Court Opinion

ID: 9494237
Source: CourtListenerOpinion
Date Created: 2023-08-05 15:32:48.041404+00
Date Added: 2024-06-11T17:56:17.920313
License: Public Domain

KOZINSKI, Circuit Judge,
dissenting:
Defendant was convicted of drunk driving resulting in bodily injury, in violation of California Vehicle Code § 23153. The question we must answer is whether — taking a categorical approach — this is an aggravated felony under 18 U.S.C. § 16. My colleagues treat the California statute as if it punished merely negligent conduct; they say: “The statute plainly provides, and the government does not dispute, that violation can occur through negligent acts, so long as the driver is legally intoxicated when those negligent acts are committed.” Maj. Op. at 10337. The majority spends the rest of its opinion nit-picking the words of section 16 in a futile effort to distinguish our prior opinions in United States v. Ceron-Sanchez, 222 F.3d 1169 (9th Cir.2000), and Park v. INS, 252 F.3d 1018 (9th Cir.2001). While I disagree that Ceron-San-chez and especially Park can be distinguished,* I get off the bus at an earlier station: The majority’s analysis overlooks its own limitation — “so long as the driver is legally intoxicated when those negligent acts are committed.” Maj. Op. at 10337.
Trinidad-Aquino was not convicted under a draconian state statute that turns mere negligent driving into a felony. In order to obtain a conviction, the state must prove three things: (1) defendant was driving a motor vehicle while intoxicated; (2) he committed a negligent act; and (3) someone was killed or injured as a result. Cal. Veh.Code § 23153. Compare this to the definition of “aggravated felony” in section 16(b): a felony that “by its nature, involves a substantial risk that physical force against the person or property of another may be used in the course of committing the offense.” Does a crime that meets the three criteria above satisfy this definition? Of course it does. Driving a vehicle while intoxicated and then killing or injuring somebody is the classic example of an offense that “by its nature, involves a substantial risk” that physical force will be used against another. Intoxication vastly increases the likelihood that the driver will commit a negligent act resulting in injury or death.
As the Seventh Circuit explained in United States v. Rutherford, 54 F.3d 370, 376 (7th Cir.1995):
The dangers of drunk driving are well-known and well documented. Unlike other acts that may present some risk of physical injury, such as pickpocketing (cf. [United States v.] Lee, [22 F.3d 736 (7th Cir.1994) ]) or perhaps child neglect or certain environmental crimes like the mishandling of hazardous wastes or pollutants, the risk of injury from drunk driving is neither conjectural nor speculative. Driving under the influence vastly increases the probability that the driver will injure someone in an accident. Out of the more than 34,000 *1148fatal traffic accidents in 1992, 36.1 percent involved a driver with a blood alcohol concentration (BAC) of over .10 percent, and another 9 percent involved a driver with a BAC of between .01 and .09 percent. Statistical Abstract of the United States, 114th ed., Table 1016, p. 633 (1994). Drunk driving, by its nature, presents a serious risk of physical injury.... Drunk driving is a reckless act that often results in injury, and the risks of driving while intoxicated are well-known.
Id. (footnote omitted).
The majority recognizes, as it must, that recklessly disregarding a known risk is a sufficient mental state to form the basis of an aggravated felony under 18 U.S.C. § 16. Maj. Op. at 10340. It goes astray by focusing only on the negligent conduct that causes the accident, while ignoring the reckless conduct — drinking and driving — which causes the negligence and turns a civil tort into a criminal offense under California law. When a legally-intoxicated driver causes an accident which injures or kills somebody, he has acted in a criminally negligent or reckless manner. Under Cemrir-Sanchez and Park, this is an aggravated felony. Because the majority’s contrary conclusion is contrary to the law of the circuit and common sense, I dissent.
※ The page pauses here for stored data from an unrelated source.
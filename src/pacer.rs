//! Output pacer: opens the downstream stream, then delivers received audio
//! on a monotonic cadence derived from the pipeline clock.
//!
//! One thread, one state machine:
//!
//! 1. open the stream (stream-start with a per-activation id)
//! 2. acquire the pipeline clock and anchor the pacing base
//! 3. accumulate the initial jitter reserve
//! 4. push caps, then a segment
//! 5. steady state: wait for the next output slot, pop, stamp, push;
//!    advance the schedule even across gaps so timestamps stay monotonic
//!
//! When the transport is permanently gone the pacer drains what is queued
//! and emits exactly one end-of-stream.

use std::sync::Arc;
use std::sync::atomic::Ordering;
use std::thread::JoinHandle;
use std::time::Duration;

use tracing::{debug, info, trace, warn};
use uuid::Uuid;

use crate::caps::Caps;
use crate::config::TransceiverConfig;
use crate::error::FlowError;
use crate::pipeline::{AudioFrame, Downstream, PipelineClock, StreamEvent};
use crate::state::SharedState;

/// Poll interval while waiting for the clock or the downstream port.
const SETUP_POLL: Duration = Duration::from_millis(10);
/// Upper bound on any condition wait so the running flag stays observed.
const WAIT_SLICE: Duration = Duration::from_millis(100);

/// Spawn the pacer thread.
pub(crate) fn spawn(
    shared: Arc<SharedState>,
    config: TransceiverConfig,
) -> std::io::Result<JoinHandle<()>> {
    std::thread::Builder::new()
        .name("ws-transceiver-output".to_string())
        .spawn(move || run(shared, config))
}

fn run(shared: Arc<SharedState>, config: TransceiverConfig) {
    let frame_duration = config.frame_duration();
    debug!("output pacer started");

    // Open the stream.
    let Some(downstream) = wait_for_downstream(&shared) else {
        debug!("output pacer stopped before a downstream was linked");
        return;
    };
    let stream_id = format!("ws-transceiver-{}", Uuid::new_v4());
    downstream.push_event(StreamEvent::StreamStart {
        id: stream_id.clone(),
    });
    shared.timing.lock().stream_opened = true;
    debug!(stream_id = %stream_id, "stream opened");

    // Acquire the clock and anchor the schedule.
    let Some(clock) = wait_for_clock(&shared) else {
        debug!("output pacer stopped before a clock was available");
        return;
    };
    let base = clock.now();
    let mut next_output_time = base + frame_duration;
    {
        let mut timing = shared.timing.lock();
        timing.base_timestamp = Some(base);
        timing.next_timestamp = Duration::ZERO;
    }
    debug!(base_ms = base.as_millis() as u64, "pacing anchored");

    // Initial jitter reserve: absorb early arrival-time variance without
    // adding steady-state latency.
    if config.initial_buffer_count > 0 {
        let target = config.initial_buffer_count;
        let reached = shared
            .queue
            .wait_len_at_least(target, || running(&shared) && !shared.is_transport_gone());
        if reached {
            info!(frames = target, "initial buffering complete");
        }
    }
    if !running(&shared) {
        debug!("output pacer stopped during initial buffering");
        return;
    }

    // Caps, then segment.
    if let Some(caps) = wait_for_caps(&shared) {
        downstream.push_event(StreamEvent::Caps(caps));
        debug!("caps event pushed");
    }
    if running(&shared) {
        downstream.push_event(StreamEvent::Segment);
        shared.timing.lock().need_segment = false;
        debug!("segment event pushed");
    }

    // Steady state.
    while running(&shared) {
        if shared.state.lock().eos_sent {
            break;
        }

        wait_until(&shared, &*clock, next_output_time);
        if !running(&shared) {
            break;
        }

        match shared.queue.pop() {
            Some(frame) => {
                let result = stamp_and_push(
                    &shared,
                    downstream.as_ref(),
                    &*clock,
                    frame,
                    frame_duration,
                    &mut next_output_time,
                );
                next_output_time += frame_duration;
                match result {
                    Ok(()) => {}
                    Err(FlowError::Eos) => {
                        warn!("downstream reached end-of-stream, stopping pacer");
                        break;
                    }
                    Err(FlowError::Flushing) if !running(&shared) => break,
                    Err(e) => warn!(result = %e, "downstream push failed"),
                }
            }
            None => {
                let send_eos = {
                    let mut state = shared.state.lock();
                    if shared.is_transport_gone() && !state.connected && !state.eos_sent {
                        state.eos_sent = true;
                        true
                    } else {
                        false
                    }
                };
                if send_eos {
                    info!("queue drained and connection gone, sending eos");
                    downstream.push_event(StreamEvent::Eos);
                    break;
                }
                // Keep the schedule monotonic across gaps. A flush cleared
                // the anchor; the next frame re-anchors at offset zero, so
                // there is no schedule to advance until then.
                trace!("no frame available, advancing schedule");
                let mut timing = shared.timing.lock();
                if timing.base_timestamp.is_some() {
                    timing.next_timestamp += frame_duration;
                }
                drop(timing);
                next_output_time += frame_duration;
            }
        }
    }

    debug!("output pacer stopped");
}

fn running(shared: &SharedState) -> bool {
    shared.pacer_running.load(Ordering::SeqCst)
}

fn wait_for_downstream(shared: &SharedState) -> Option<Arc<dyn Downstream>> {
    loop {
        if let Some(downstream) = shared.downstream.lock().clone() {
            return Some(downstream);
        }
        if !running(shared) {
            return None;
        }
        std::thread::sleep(SETUP_POLL);
    }
}

fn wait_for_clock(shared: &SharedState) -> Option<Arc<dyn PipelineClock>> {
    loop {
        if let Some(clock) = shared.clock.lock().clone() {
            return Some(clock);
        }
        if !running(shared) {
            return None;
        }
        std::thread::sleep(SETUP_POLL);
    }
}

/// Wait (bounded) until caps negotiation completes. Gives up when the
/// element stops or the transport is permanently gone, so the end-of-stream
/// path is never starved by missing caps.
fn wait_for_caps(shared: &SharedState) -> Option<Caps> {
    let mut state = shared.state.lock();
    loop {
        if state.caps_ready {
            return state.src_caps.clone();
        }
        if !running(shared) || shared.is_transport_gone() {
            return None;
        }
        shared.caps_cond.wait_for(&mut state, WAIT_SLICE);
    }
}

/// Sleep on the pipeline clock until `deadline`. Wakes early on flushes and
/// shutdown broadcasts; slices every wait so the running flag is observed.
fn wait_until(shared: &SharedState, clock: &dyn PipelineClock, deadline: Duration) {
    let mut timing = shared.timing.lock();
    loop {
        let now = clock.now();
        if now >= deadline || !running(shared) {
            return;
        }
        let remaining = deadline - now;
        shared
            .output_cond
            .wait_for(&mut timing, remaining.min(WAIT_SLICE));
    }
}

/// Assign pts and duration under the timing lock, re-emitting a segment
/// first when a flush demanded one, then push the frame downstream. Holding
/// the lock across the push keeps the flush protocol ordered with respect
/// to delivery.
fn stamp_and_push(
    shared: &SharedState,
    downstream: &dyn Downstream,
    clock: &dyn PipelineClock,
    mut frame: AudioFrame,
    frame_duration: Duration,
    next_output_time: &mut Duration,
) -> Result<(), FlowError> {
    let mut timing = shared.timing.lock();

    let base = match timing.base_timestamp {
        Some(base) => base,
        None => {
            // Re-anchor after a flush.
            let base = clock.now();
            timing.base_timestamp = Some(base);
            *next_output_time = base;
            base
        }
    };

    if timing.need_segment {
        downstream.push_event(StreamEvent::Segment);
        timing.need_segment = false;
        debug!("segment re-emitted after flush");
    }

    frame.pts = Some(base + timing.next_timestamp);
    frame.duration = Some(frame_duration);
    timing.next_timestamp += frame_duration;

    trace!(
        pts_ms = frame.pts.map(|p| p.as_millis() as u64),
        bytes = frame.len(),
        "pushing frame downstream"
    );
    downstream.push_buffer(frame)
}
//! Shared test harness: an in-process scriptable WebSocket server, a
//! recording downstream consumer and generated audio fixtures.

// Not every test binary uses every helper.
#![allow(dead_code)]

use std::net::SocketAddr;
use std::sync::atomic::{AtomicUsize, Ordering};
use std::sync::{Arc, Mutex};
use std::time::{Duration, Instant};

use bytes::Bytes;
use futures_util::{SinkExt, StreamExt};
use tokio::net::{TcpListener, TcpStream};
use tokio::sync::Notify;
use tokio::sync::mpsc::{UnboundedSender, unbounded_channel};
use tokio_tungstenite::tungstenite::Message;
use tokio_tungstenite::accept_async;

use ws_audio_transceiver::{AudioFrame, Downstream, FlowResult, StreamEvent};

/// Poll step for the wait helpers.
const POLL: Duration = Duration::from_millis(10);

/// Initialize test logging once. `RUST_LOG` controls verbosity.
pub fn init_tracing() {
    let _ = tracing_subscriber::fmt()
        .with_env_filter(tracing_subscriber::EnvFilter::from_default_env())
        .with_test_writer()
        .try_init();
}

// =============================================================================
// Mock WebSocket Server
// =============================================================================

enum ServerCommand {
    Send(Message),
    Close,
}

struct ServerInner {
    received: Mutex<Vec<Vec<u8>>>,
    handshakes: AtomicUsize,
    refusals: AtomicUsize,
    refuse_first: usize,
    client: Mutex<Option<UnboundedSender<ServerCommand>>>,
}

/// In-process WebSocket server driven from test code.
///
/// Runs on its own thread with its own runtime so tests stay plain `#[test]`
/// functions. Can refuse the first N handshakes (by dropping the TCP stream
/// before the upgrade) to exercise the reconnect path.
pub struct MockServer {
    addr: SocketAddr,
    shutdown: Arc<Notify>,
    thread: Option<std::thread::JoinHandle<()>>,
    inner: Arc<ServerInner>,
}

impl MockServer {
    pub fn start() -> Self {
        Self::start_refusing(0)
    }

    pub fn start_refusing(refuse_first: usize) -> Self {
        let inner = Arc::new(ServerInner {
            received: Mutex::new(Vec::new()),
            handshakes: AtomicUsize::new(0),
            refusals: AtomicUsize::new(0),
            refuse_first,
            client: Mutex::new(None),
        });
        let shutdown = Arc::new(Notify::new());
        let (addr_tx, addr_rx) = std::sync::mpsc::channel();

        let thread = std::thread::spawn({
            let inner = inner.clone();
            let shutdown = shutdown.clone();
            move || {
                let runtime = tokio::runtime::Builder::new_current_thread()
                    .enable_all()
                    .build()
                    .expect("mock server runtime");
                runtime.block_on(accept_loop(inner, shutdown, addr_tx));
            }
        });

        let addr = addr_rx
            .recv_timeout(Duration::from_secs(5))
            .expect("mock server failed to bind");
        Self {
            addr,
            shutdown,
            thread: Some(thread),
            inner,
        }
    }

    pub fn uri(&self) -> String {
        format!("ws://{}", self.addr)
    }

    /// Send a binary audio frame to the connected client.
    pub fn send_binary(&self, data: Vec<u8>) {
        self.command(ServerCommand::Send(Message::Binary(Bytes::from(data))));
    }

    /// Send a text frame (control message) to the connected client.
    pub fn send_text(&self, text: &str) {
        self.command(ServerCommand::Send(Message::Text(text.to_string().into())));
    }

    /// Close the current client connection.
    pub fn close_client(&self) {
        self.command(ServerCommand::Close);
    }

    fn command(&self, command: ServerCommand) {
        let client = self.inner.client.lock().unwrap();
        client
            .as_ref()
            .expect("no client connected")
            .send(command)
            .expect("client task gone");
    }

    /// Binary payloads received from the element, in arrival order.
    pub fn received(&self) -> Vec<Vec<u8>> {
        self.inner.received.lock().unwrap().clone()
    }

    pub fn handshake_count(&self) -> usize {
        self.inner.handshakes.load(Ordering::Relaxed)
    }

    pub fn refused_count(&self) -> usize {
        self.inner.refusals.load(Ordering::Relaxed)
    }

    pub fn wait_for_received(&self, count: usize, timeout: Duration) -> bool {
        wait_for(timeout, || {
            self.inner.received.lock().unwrap().len() >= count
        })
    }

    pub fn wait_for_handshakes(&self, count: usize, timeout: Duration) -> bool {
        wait_for(timeout, || self.handshake_count() >= count)
    }

    /// Wait until a client completed the handshake and can be scripted.
    pub fn wait_for_client(&self, timeout: Duration) -> bool {
        wait_for(timeout, || self.inner.client.lock().unwrap().is_some())
    }
}

impl Drop for MockServer {
    fn drop(&mut self) {
        self.shutdown.notify_waiters();
        if let Some(thread) = self.thread.take() {
            let _ = thread.join();
        }
    }
}

async fn accept_loop(
    inner: Arc<ServerInner>,
    shutdown: Arc<Notify>,
    addr_tx: std::sync::mpsc::Sender<SocketAddr>,
) {
    let listener = TcpListener::bind("127.0.0.1:0").await.expect("bind");
    addr_tx
        .send(listener.local_addr().expect("local addr"))
        .expect("report addr");

    loop {
        tokio::select! {
            _ = shutdown.notified() => break,
            accepted = listener.accept() => {
                let Ok((stream, _)) = accepted else { break };
                if inner.refusals.load(Ordering::Relaxed) < inner.refuse_first {
                    inner.refusals.fetch_add(1, Ordering::Relaxed);
                    drop(stream);
                    continue;
                }
                tokio::spawn(handle_client(stream, inner.clone(), shutdown.clone()));
            }
        }
    }
}

async fn handle_client(stream: TcpStream, inner: Arc<ServerInner>, shutdown: Arc<Notify>) {
    let Ok(ws) = accept_async(stream).await else {
        return;
    };
    inner.handshakes.fetch_add(1, Ordering::Relaxed);
    let (mut write, mut read) = ws.split();
    let (tx, mut rx) = unbounded_channel::<ServerCommand>();
    *inner.client.lock().unwrap() = Some(tx);

    loop {
        tokio::select! {
            _ = shutdown.notified() => break,
            command = rx.recv() => match command {
                Some(ServerCommand::Send(message)) => {
                    if write.send(message).await.is_err() {
                        break;
                    }
                }
                Some(ServerCommand::Close) => {
                    let _ = write.send(Message::Close(None)).await;
                    break;
                }
                None => break,
            },
            message = read.next() => match message {
                Some(Ok(Message::Binary(data))) => {
                    inner.received.lock().unwrap().push(data.to_vec());
                }
                Some(Ok(Message::Close(_))) | Some(Err(_)) | None => break,
                Some(Ok(_)) => {}
            }
        }
    }
}

// =============================================================================
// Recording Downstream
// =============================================================================

/// Everything the element pushed on its source port, in order.
#[derive(Debug, Clone)]
pub enum OutputItem {
    Event(StreamEvent),
    Buffer(AudioFrame),
}

/// Downstream consumer that records every event and buffer.
pub struct Recorder {
    items: Mutex<Vec<OutputItem>>,
    push_result: Mutex<FlowResult>,
}

impl Recorder {
    pub fn new() -> Arc<Self> {
        Arc::new(Self {
            items: Mutex::new(Vec::new()),
            push_result: Mutex::new(Ok(())),
        })
    }

    /// Make subsequent buffer pushes return the given result.
    pub fn set_push_result(&self, result: FlowResult) {
        *self.push_result.lock().unwrap() = result;
    }

    pub fn items(&self) -> Vec<OutputItem> {
        self.items.lock().unwrap().clone()
    }

    pub fn events(&self) -> Vec<StreamEvent> {
        self.items()
            .into_iter()
            .filter_map(|item| match item {
                OutputItem::Event(event) => Some(event),
                OutputItem::Buffer(_) => None,
            })
            .collect()
    }

    pub fn buffers(&self) -> Vec<AudioFrame> {
        self.items()
            .into_iter()
            .filter_map(|item| match item {
                OutputItem::Buffer(frame) => Some(frame),
                OutputItem::Event(_) => None,
            })
            .collect()
    }

    pub fn buffer_count(&self) -> usize {
        self.buffers().len()
    }

    pub fn eos_count(&self) -> usize {
        self.events()
            .iter()
            .filter(|event| matches!(event, StreamEvent::Eos))
            .count()
    }

    pub fn wait_for_buffers(&self, count: usize, timeout: Duration) -> bool {
        wait_for(timeout, || self.buffer_count() >= count)
    }

    pub fn wait_for_event(
        &self,
        predicate: impl Fn(&StreamEvent) -> bool,
        timeout: Duration,
    ) -> bool {
        wait_for(timeout, || self.events().iter().any(&predicate))
    }
}

impl Downstream for Recorder {
    fn push_event(&self, event: StreamEvent) -> bool {
        self.items.lock().unwrap().push(OutputItem::Event(event));
        true
    }

    fn push_buffer(&self, frame: AudioFrame) -> FlowResult {
        self.items.lock().unwrap().push(OutputItem::Buffer(frame));
        *self.push_result.lock().unwrap()
    }
}

// =============================================================================
// Audio Fixtures
// =============================================================================

/// One frame of deterministic payload. The tag byte makes frames
/// distinguishable through the pipeline.
pub fn tagged_frame(size: usize, tag: u8) -> Vec<u8> {
    let mut data = vec![tag; size];
    for (i, byte) in data.iter_mut().enumerate().skip(1) {
        *byte = (i % 251) as u8;
    }
    data[0] = tag;
    data
}

/// Generate a 16-bit little-endian sine tone, mono.
pub fn sine_s16le(samples: usize, frequency: f32, rate: u32) -> Vec<u8> {
    let angular = 2.0 * std::f32::consts::PI * frequency / rate as f32;
    let mut out = Vec::with_capacity(samples * 2);
    for i in 0..samples {
        let sample = ((angular * i as f32).sin() * 0.5 * i16::MAX as f32) as i16;
        out.extend_from_slice(&sample.to_le_bytes());
    }
    out
}

fn wait_for(timeout: Duration, condition: impl Fn() -> bool) -> bool {
    let deadline = Instant::now() + timeout;
    loop {
        if condition() {
            return true;
        }
        if Instant::now() >= deadline {
            return false;
        }
        std::thread::sleep(POLL);
    }
}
Park held that "criminal negligence," when used in California’s manslaughter statute, was a sufficient state of mind to satisfy the requirement of section 16. 252 F.3d at 1021-22, 1024-25. The statute here does not use the term “criminal negligence,” but it is a criminal statute defining a felony. It strikes me as a strained reading of California law to construe one of its criminal statutes as calling for a mental state less stringent than criminal negligence. Is the majority saying that someone could be convicted of a felony under section 23153 based on civil negligence? I am aware of no California case that holds this, and would be surprised to find one. My guess is, California judges reading our opinion today will chortle.